- [YOUR OBJECTIVE]
Check each line of the material below for the word "ReplayPolicy". State how many lines have it, and nothing more.

- [STORED DATA]
//! Page session lifecycle, replay settings and the match debug log.

use std::collections::VecDeque;

use chrono::{DateTime, Utc};
use serde::Deserialize;

use grabbit::matcher::clean_text;
use grabbit::{
    ArtifactBundle, CookieRecord, Exchange, GrabbitError, MatchLog, MatchResult, PageSession,
    PageSnapshot, RawCapture, ReplayPolicy,
};

use crate::config::ServerConfig;
use crate::types::{McpError, McpResult};

/// What the selected target is.
#[derive(Debug, Clone, Copy, PartialEq, Eq, Default, Deserialize)]
#[serde(rename_all = "lowercase")]
pub enum FindKind {
    #[default]
    Text,
    Image,
}

#[derive(Debug, Clone)]
pub enum FindOutcome {
    Found {
        exchange: Exchange,
        matched: Option<MatchResult>,
        bundle: ArtifactBundle,
        log: MatchLog,
    },
    NotFound {
        log: MatchLog,
    },
}

/// Owns everything that outlives a single tool call.
pub struct GrabSessionManager {
    config: ServerConfig,
    policy: ReplayPolicy,
    page: Option<PageSession>,
    loaded_at: Option<DateTime<Utc>>,
    /// Newest first.
    debug_log: VecDeque<MatchLog>,
}

impl GrabSessionManager {
    pub fn new(config: ServerConfig) -> Self {
        tracing::info!(
            "Session manager ready: history {}, debug log {}",
            config.capture.max_exchanges,
            config.debug_log_size
        );
        Self {
            policy: config.policy,
            config,
            page: None,
            loaded_at: None,
            debug_log: VecDeque::new(),
        }
    }

    pub fn config(&self) -> &ServerConfig {
        &self.config
    }

    /// Replace the current page with a fresh session. Anything captured on
    /// the previous page is discarded with it.
    pub fn load_page(&mut self, snapshot: PageSnapshot) -> McpResult<&PageSession> {
        let session = PageSession::open(snapshot, &self.config.capture)?;
        if let Some(previous) = self.page.replace(session) {
            tracing::info!("Discarded page session for {}", previous.page().url);
        }
        self.loaded_at = Some(Utc::now());
        self.page.as_ref().ok_or(McpError::PageNotLoaded)
    }

    pub fn loaded_at(&self) -> Option<DateTime<Utc>> {
        self.loaded_at
    }

    pub fn page(&self) -> McpResult<&PageSession> {
        self.page.as_ref().ok_or(McpError::PageNotLoaded)
    }

    pub fn page_mut(&mut self) -> McpResult<&mut PageSession> {
        self.page.as_mut().ok_or(McpError::PageNotLoaded)
    }

    /// Deliver a capture event to the current page.
    pub fn record(&mut self, raw: RawCapture) -> McpResult<bool> {
        Ok(self.page_mut()?.record(raw))
    }

    pub fn policy(&self) -> ReplayPolicy {
        self.policy
    }

    pub fn update_policy(
        &mut self,
        include_headers: Option<bool>,
        include_cookies: Option<bool>,
    ) -> ReplayPolicy {
        if let Some(v) = include_headers {
            self.policy.include_headers = v;
        }
        if let Some(v) = include_cookies {
            self.policy.include_cookies = v;
        }
        tracing::info!(
            "Settings: include_headers={}, include_cookies={}",
            self.policy.include_headers,
            self.policy.include_cookies
        );
        self.policy
    }

    /// Look a target up on the current page and, on success, generate its
    /// artifacts. Every attempt except an empty target lands in the debug log.
    pub fn find(
        &mut self,
        target: &str,
        kind: FindKind,
        policy: ReplayPolicy,
        cookies: &[CookieRecord],
    ) -> McpResult<FindOutcome> {
        if clean_text(target).is_empty() {
            return Err(McpError::EmptyTarget);
        }
        let page = self.page.as_mut().ok_or(McpError::PageNotLoaded)?;

        let result = match kind {
            FindKind::Text => page.find_text(target),
            FindKind::Image => Ok(page.find_image(target)),
        };
        let log = MatchLog::from_lookup(&result);
        push_bounded(&mut self.debug_log, self.config.debug_log_size, log.clone());

        match result {
            Ok(found) => {
                let bundle = ArtifactBundle::generate(
                    &found.exchange,
                    found.matched.as_ref(),
                    target,
                    policy,
                    cookies,
                );
                Ok(FindOutcome::Found {
                    exchange: found.exchange.into_owned(),
                    matched: found.matched,
                    bundle,
                    log,
                })
            }
            Err(GrabbitError::NoMatch { .. }) => Ok(FindOutcome::NotFound { log }),
            Err(e) => Err(e.into()),
        }
    }

    /// Most recent entries first, at most `limit`.
    pub fn debug_log(&self, limit: Option<usize>) -> Vec<&MatchLog> {
        self.debug_log
            .iter()
            .take(limit.unwrap_or(usize::MAX))
            .collect()
    }

    pub fn clear_debug_log(&mut self) -> usize {
        let n = self.debug_log.len();
        self.debug_log.clear();
        n
    }
}

fn push_bounded(log: &mut VecDeque<MatchLog>, capacity: usize, entry: MatchLog) {
    log.push_front(entry);
    log.truncate(capacity.max(1));
}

- [YOUR SOLUTION]
5